WHAT NEEDS TO BE DONE
Filter this data down to the lines that hold "every", and copy them.

EXTRACTED DATA

= Beginning of Section =

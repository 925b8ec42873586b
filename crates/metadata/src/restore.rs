//! Materializing entries on disk.
//!
//! A restore creates each object, writes its content and only then applies
//! the metadata that could block further changes:
//!
//! 1. [`create_directory`] or [`create_file`], running the matching early
//!    flag phase on the fresh object.
//! 2. Content, supplied by the caller.
//! 3. [`finish_entry`]: ownership, attributes, permissions, timestamps and
//!    finally the late flag phase.
//!
//! Directories are finished after their children, since the late phase may
//! make them immutable.

use crate::attributes::{AttributeProvider, AttributeSync, set_attributes_to_file};
use crate::entry::{Entry, FileKind};
use crate::error::MetadataError;
use crate::flags::{FlagMask, FlagOutcome, FlagPhase, FlagRestorer, FlagTarget};
use crate::ownership::restore_owner;
use filetime::FileTime;
use std::fs::{self, File, OpenOptions};
use std::io;
use std::path::Path;

/// Which metadata [`finish_entry`] applies.
#[derive(Clone, Copy, Debug, Eq, PartialEq)]
pub struct RestoreOptions {
    owner: bool,
    flag_mask: FlagMask,
}

impl RestoreOptions {
    /// Restores ownership and every flag bit.
    #[must_use]
    pub const fn new() -> Self {
        Self {
            owner: true,
            flag_mask: FlagMask::ALL,
        }
    }

    /// Enables or disables ownership restore.
    #[must_use]
    pub const fn owner(mut self, owner: bool) -> Self {
        self.owner = owner;
        self
    }

    /// Limits the flag bits every phase may change.
    #[must_use]
    pub const fn flag_mask(mut self, mask: FlagMask) -> Self {
        self.flag_mask = mask;
        self
    }

    /// Whether ownership is restored.
    #[must_use]
    pub const fn restores_owner(&self) -> bool {
        self.owner
    }

    /// Flag mask handed to every phase.
    #[must_use]
    pub const fn mask(&self) -> FlagMask {
        self.flag_mask
    }
}

impl Default for RestoreOptions {
    fn default() -> Self {
        Self::new()
    }
}

/// Creates the directory for `entry` below `root` and runs the early
/// directory phase on it. An existing directory is reused.
pub fn create_directory(
    root: &Path,
    entry: &Entry,
    restorer: &FlagRestorer,
    options: &RestoreOptions,
) -> Result<FlagOutcome, MetadataError> {
    let path = entry.full_path(root);
    if let Err(error) = make_directory(&path, entry.permissions()) {
        let reusable = error.kind() == io::ErrorKind::AlreadyExists
            && fs::symlink_metadata(&path).is_ok_and(|metadata| metadata.is_dir());
        if !reusable {
            return Err(MetadataError::new("create directory", &path, error));
        }
    }
    restorer.restore(FlagPhase::EarlyDir, entry, FlagTarget::Path(&path), options.mask())
}

#[cfg(unix)]
fn make_directory(path: &Path, permissions: u32) -> io::Result<()> {
    use std::os::unix::fs::DirBuilderExt;

    // Owner write access is needed to populate the directory.
    fs::DirBuilder::new().mode(permissions | 0o700).create(path)
}

#[cfg(not(unix))]
fn make_directory(path: &Path, _permissions: u32) -> io::Result<()> {
    fs::create_dir(path)
}

/// Creates the regular file for `entry` below `root`, runs the early file
/// phase on the open handle and hands the handle to `write`.
///
/// An existing file is truncated.
pub fn create_file<F>(
    root: &Path,
    entry: &Entry,
    restorer: &FlagRestorer,
    options: &RestoreOptions,
    write: F,
) -> Result<FlagOutcome, MetadataError>
where
    F: FnOnce(&mut File) -> io::Result<()>,
{
    let path = entry.full_path(root);
    let mut file = open_for_writing(&path)
        .map_err(|error| MetadataError::new("create file", &path, error))?;
    let outcome = restorer.restore(
        FlagPhase::EarlyFile,
        entry,
        FlagTarget::File {
            file: &file,
            path: &path,
        },
        options.mask(),
    )?;
    write(&mut file).map_err(|error| MetadataError::new("write file content", &path, error))?;
    Ok(outcome)
}

#[cfg(unix)]
fn open_for_writing(path: &Path) -> io::Result<File> {
    use std::os::unix::fs::OpenOptionsExt;

    OpenOptions::new()
        .write(true)
        .create(true)
        .truncate(true)
        .mode(0o600)
        .custom_flags(libc::O_NOFOLLOW)
        .open(path)
}

#[cfg(not(unix))]
fn open_for_writing(path: &Path) -> io::Result<File> {
    OpenOptions::new()
        .write(true)
        .create(true)
        .truncate(true)
        .open(path)
}

/// Creates the symlink for `entry` below `root`.
pub fn restore_symlink(root: &Path, entry: &Entry) -> Result<(), MetadataError> {
    let path = entry.full_path(root);
    let Some(target) = entry.link.as_deref() else {
        return Err(MetadataError::new(
            "create symlink",
            &path,
            io::Error::new(io::ErrorKind::InvalidInput, "entry has no link target"),
        ));
    };
    make_symlink(&crate::entry::bytes_to_path(target), &path)
        .map_err(|error| MetadataError::new("create symlink", &path, error))
}

#[cfg(unix)]
fn make_symlink(target: &Path, path: &Path) -> io::Result<()> {
    std::os::unix::fs::symlink(target, path)
}

#[cfg(not(unix))]
fn make_symlink(_target: &Path, _path: &Path) -> io::Result<()> {
    Err(io::Error::new(
        io::ErrorKind::Unsupported,
        "symlinks are only restored on Unix platforms",
    ))
}

/// What [`finish_entry`] did.
#[derive(Clone, Copy, Debug, Eq, PartialEq)]
pub struct FinishReport {
    /// `false` when an ownership change was attempted and failed.
    pub owner_restored: bool,
    /// Attribute writes and removals.
    pub attributes: AttributeSync,
    /// Outcome of the late flag phase.
    pub flags: FlagOutcome,
}

/// Applies the remaining metadata of `entry` to the object below `root`.
///
/// Steps run in a fixed order: ownership, attributes, permissions,
/// timestamps and the late flag phase. Attributes are written while the
/// object still carries the writable creation mode, since Linux refuses
/// `user.*` writes on a read-only object even to its owner. A failing step
/// does not prevent the later ones; the first hard failure is returned once
/// all steps ran.
pub fn finish_entry<P: AttributeProvider + ?Sized>(
    root: &Path,
    entry: &Entry,
    provider: &P,
    restorer: &FlagRestorer,
    options: &RestoreOptions,
) -> Result<FinishReport, MetadataError> {
    let path = entry.full_path(root);
    let metadata = fs::symlink_metadata(&path)
        .map_err(|error| MetadataError::new("inspect restored entry", &path, error))?;
    let mut first_error: Option<MetadataError> = None;

    let owner_restored = !options.restores_owner() || restore_owner(&path, entry, &metadata);

    let attributes = match set_attributes_to_file(provider, entry, &path) {
        Ok(sync) => sync,
        Err(error) => {
            first_error.get_or_insert(error);
            AttributeSync::default()
        }
    };

    if entry.kind() != FileKind::Symlink
        && let Err(error) = restore_permissions(&path, entry)
    {
        first_error.get_or_insert(error);
    }
    if let Err(error) = restore_times(&path, entry) {
        first_error.get_or_insert(error);
    }

    let flags = match restorer.restore(
        FlagPhase::Late,
        entry,
        FlagTarget::Path(&path),
        options.mask(),
    ) {
        Ok(outcome) => outcome,
        Err(error) => {
            first_error.get_or_insert(error);
            FlagOutcome::NothingToDo
        }
    };

    match first_error {
        Some(error) => Err(error),
        None => Ok(FinishReport {
            owner_restored,
            attributes,
            flags,
        }),
    }
}

#[cfg(unix)]
fn restore_permissions(path: &Path, entry: &Entry) -> Result<(), MetadataError> {
    use std::os::unix::fs::PermissionsExt;

    fs::set_permissions(path, fs::Permissions::from_mode(entry.permissions()))
        .map_err(|error| MetadataError::new("restore permissions", path, error))
}

#[cfg(not(unix))]
fn restore_permissions(path: &Path, entry: &Entry) -> Result<(), MetadataError> {
    let mut permissions = fs::symlink_metadata(path)
        .map_err(|error| MetadataError::new("restore permissions", path, error))?
        .permissions();
    permissions.set_readonly(entry.permissions() & 0o200 == 0);
    fs::set_permissions(path, permissions)
        .map_err(|error| MetadataError::new("restore permissions", path, error))
}

fn restore_times(path: &Path, entry: &Entry) -> Result<(), MetadataError> {
    let time = FileTime::from_unix_time(entry.mod_time, 0);
    filetime::set_symlink_file_times(path, time, time)
        .map_err(|error| MetadataError::new("restore timestamps", path, error))
}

= End of Section =

ANSWER SPACE
    /// Restores ownership and every flag bit.
    /// Limits the flag bits every phase may change.
    /// Flag mask handed to every phase.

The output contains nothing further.